(Raw data Opens)

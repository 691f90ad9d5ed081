// Copyright 2025 Crrow
//
// Licensed under the Apache License, Version 2.0 (the "License");
// you may not use this file except in compliance with the License.
// You may obtain a copy of the License at
//
//      http://www.apache.org/licenses/LICENSE-2.0
//
// Unless required by applicable law or agreed to in writing, software
// distributed under the License is distributed on an "AS IS" BASIS,
// WITHOUT WARRANTIES OR CONDITIONS OF ANY KIND, either express or implied.
// See the License for the specific language governing permissions and
// limitations under the License.

//! Telemetry for sleepy: tracing subscriber setup and the panic hook.

pub mod logging;
pub mod panic_hook;

pub use logging::{LogFormat, LoggingOptions};
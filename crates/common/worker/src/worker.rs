// Copyright 2025 Crrow
//
// Licensed under the Apache License, Version 2.0 (the "License");
// you may not use this file except in compliance with the License.
// You may obtain a copy of the License at
//
//      http://www.apache.org/licenses/LICENSE-2.0
//
// Unless required by applicable law or agreed to in writing, software
// distributed under the License is distributed on an "AS IS" BASIS,
// WITHOUT WARRANTIES OR CONDITIONS OF ANY KIND, either express or implied.
// See the License for the specific language governing permissions and
// limitations under the License.

use crate::{context::JobContext, err::WorkResult};

/// A repeatable unit of blocking work run by the worker thread.
///
/// Implementors only define one iteration in `run()`. The worker loop marks
/// the controller busy before each iteration and sleeps between iterations.
/// An iteration, once started, always runs to completion.
///
/// A wake-up that arrives while an iteration runs is kept: the sleep after
/// that iteration is skipped and the next one starts right away.
///
/// # Example
///
/// ```rust
/// use sleepy_common_worker::{Job, JobContext, WorkResult};
///
/// struct Compact {
///     segments: u64,
/// }
///
/// impl Job for Compact {
///     fn name(&self) -> &'static str { "compact" }
///
///     fn run(&mut self, ctx: &JobContext) -> WorkResult {
///         for segment in 0..=self.segments {
///             ctx.report(segment);
///         }
///         Ok(())
///     }
/// }
/// ```
pub trait Job: Send + 'static {
    /// Name used for the thread, log fields and metric labels.
    fn name(&self) -> &'static str;

    /// Called once before the first iteration. An error stops the worker
    /// before any iteration runs.
    fn on_start(&mut self, _ctx: &JobContext) -> WorkResult { Ok(()) }

    /// One iteration. Progress is reported through `ctx`.
    fn run(&mut self, ctx: &JobContext) -> WorkResult;

    /// Called once after the last iteration, including after a fatal error.
    fn on_shutdown(&mut self, _ctx: &JobContext) {}
}

impl<F> Job for (&'static str, F)
where
    F: FnMut(&JobContext) -> WorkResult + Send + 'static,
{
    fn name(&self) -> &'static str { self.0 }

    fn run(&mut self, ctx: &JobContext) -> WorkResult { (self.1)(ctx) }
}
// Copyright 2025 Crrow
//
// Licensed under the Apache License, Version 2.0 (the "License");
// you may not use this file except in compliance with the License.
// You may obtain a copy of the License at
//
//      http://www.apache.org/licenses/LICENSE-2.0
//
// Unless required by applicable law or agreed to in writing, software
// distributed under the License is distributed on an "AS IS" BASIS,
// WITHOUT WARRANTIES OR CONDITIONS OF ANY KIND, either express or implied.
// See the License for the specific language governing permissions and
// limitations under the License.

//! Lifecycle coordination between a worker thread and its controlling thread.

use std::{
    sync::atomic::{AtomicU64, Ordering},
    time::Duration,
};

use parking_lot::{Condvar, Mutex};

/// Liveness phase of the worker loop.
///
/// `alive` is `true` only in [`Phase::Alive`]. Each transition happens at most
/// once, so a late `start()` cannot bring a finished worker back.
#[derive(Debug, Clone, Copy, PartialEq, Eq)]
enum Phase {
    Pending,
    Alive,
    Finished,
}

#[derive(Debug)]
struct Liveness {
    phase:        Phase,
    /// Coalesced wake request, consumed by the next sleep.
    wake_pending: bool,
}

impl Liveness {
    const fn is_alive(&self) -> bool { matches!(self.phase, Phase::Alive) }
}

/// Coordinates start, periodic sleep/wake, progress reporting and bounded
/// shutdown of one worker thread.
///
/// Two independent mutex/condvar pairs are used: one for liveness and one for
/// the busy flag. No method ever holds both locks at the same time:
/// [`await_next_cycle`](Self::await_next_cycle) releases the busy lock before
/// taking the liveness lock and [`request_finish`](Self::request_finish)
/// releases the liveness lock before taking the busy lock.
///
/// # Example
///
/// ```rust
/// use std::{sync::Arc, thread, time::Duration};
///
/// use sleepy_common_worker::Controller;
///
/// let controller = Arc::new(Controller::new());
/// let worker = {
///     let controller = Arc::clone(&controller);
///     thread::spawn(move || {
///         controller.start();
///         loop {
///             controller.mark_busy();
///             controller.set_progress(1);
///             if !controller.await_next_cycle(Duration::from_secs(30)) {
///                 break;
///             }
///         }
///     })
/// };
///
/// if controller.request_finish(Duration::from_secs(5)) {
///     worker.join().unwrap();
/// }
/// ```
#[derive(Debug)]
pub struct Controller {
    liveness:    Mutex<Liveness>,
    liveness_cv: Condvar,
    busy:        Mutex<bool>,
    busy_cv:     Condvar,
    progress:    AtomicU64,
}

impl Default for Controller {
    fn default() -> Self { Self::new() }
}

impl Controller {
    #[must_use]
    pub fn new() -> Self {
        Self {
            liveness:    Mutex::new(Liveness {
                phase:        Phase::Pending,
                wake_pending: false,
            }),
            liveness_cv: Condvar::new(),
            busy:        Mutex::new(false),
            busy_cv:     Condvar::new(),
            progress:    AtomicU64::new(0),
        }
    }

    /// Marks the worker loop as alive.
    ///
    /// Called once by the worker before its first iteration. Repeated calls
    /// are harmless, and a call after [`request_finish`](Self::request_finish)
    /// leaves the controller finished.
    pub fn start(&self) {
        let mut liveness = self.liveness.lock();
        if liveness.phase == Phase::Pending {
            liveness.phase = Phase::Alive;
        }
        self.liveness_cv.notify_all();
    }

    /// Flags the start of a job iteration and resets progress to zero.
    pub fn mark_busy(&self) {
        let mut busy = self.busy.lock();
        *busy = true;
        self.progress.store(0, Ordering::Release);
        self.busy_cv.notify_all();
    }

    /// Clears the busy flag without sleeping.
    ///
    /// Used when the worker leaves its loop outside of
    /// [`await_next_cycle`](Self::await_next_cycle), e.g. on a fatal job error
    /// or while unwinding from a panic.
    pub(crate) fn mark_idle(&self) {
        let mut busy = self.busy.lock();
        *busy = false;
        self.busy_cv.notify_all();
    }

    /// Wakes a worker sleeping in [`await_next_cycle`](Self::await_next_cycle).
    ///
    /// If the worker is not sleeping yet, the wake is kept and the next sleep
    /// returns immediately. Several wakes before the next sleep collapse into
    /// one. Returns `false` and does nothing when the worker is not alive.
    pub fn wake_up(&self) -> bool {
        let mut liveness = self.liveness.lock();
        if !liveness.is_alive() {
            return false;
        }
        liveness.wake_pending = true;
        self.liveness_cv.notify_all();
        true
    }

    /// Ends a job iteration and sleeps for up to `interval`.
    ///
    /// Returns `true` if the worker should run another iteration, i.e. the
    /// sleep ended by timeout or by [`wake_up`](Self::wake_up) and the worker
    /// is still alive. Returns `false` without sleeping when the worker is no
    /// longer alive, and `false` as soon as a finish is requested mid-sleep.
    pub fn await_next_cycle(&self, interval: Duration) -> bool {
        {
            let mut busy = self.busy.lock();
            *busy = false;
            self.busy_cv.notify_all();
        }

        let mut liveness = self.liveness.lock();
        if !liveness.is_alive() {
            return false;
        }
        self.liveness_cv.wait_while_for(
            &mut liveness,
            |liveness| liveness.is_alive() && !liveness.wake_pending,
            interval,
        );
        liveness.wake_pending = false;
        liveness.is_alive()
    }

    /// Asks the worker to stop and waits up to `timeout` for the running
    /// iteration, if any, to complete.
    ///
    /// Returns `true` when the worker is not busy (immediately, or once the
    /// current iteration finished within `timeout`). In that case the worker
    /// thread exits at its sleep boundary and can be joined. Returns `false`
    /// if it is still busy after `timeout`; the caller must then detach the
    /// thread instead of joining it.
    pub fn request_finish(&self, timeout: Duration) -> bool {
        {
            let mut liveness = self.liveness.lock();
            liveness.phase = Phase::Finished;
            liveness.wake_pending = false;
            self.liveness_cv.notify_all();
        }

        let mut busy = self.busy.lock();
        if !*busy {
            return true;
        }
        self.busy_cv.wait_while_for(&mut busy, |busy| *busy, timeout);
        !*busy
    }

    /// Publishes the progress of the current iteration. Lock free.
    pub fn set_progress(&self, progress: u64) { self.progress.store(progress, Ordering::Release); }

    /// Progress of the current (or last) iteration. Lock free.
    pub fn progress(&self) -> u64 { self.progress.load(Ordering::Acquire) }

    pub fn is_alive(&self) -> bool { self.liveness.lock().is_alive() }

    pub fn is_busy(&self) -> bool { *self.busy.lock() }
}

(Raw data Closes)

Return only the number of lines in the entries above that contain the word "first".

2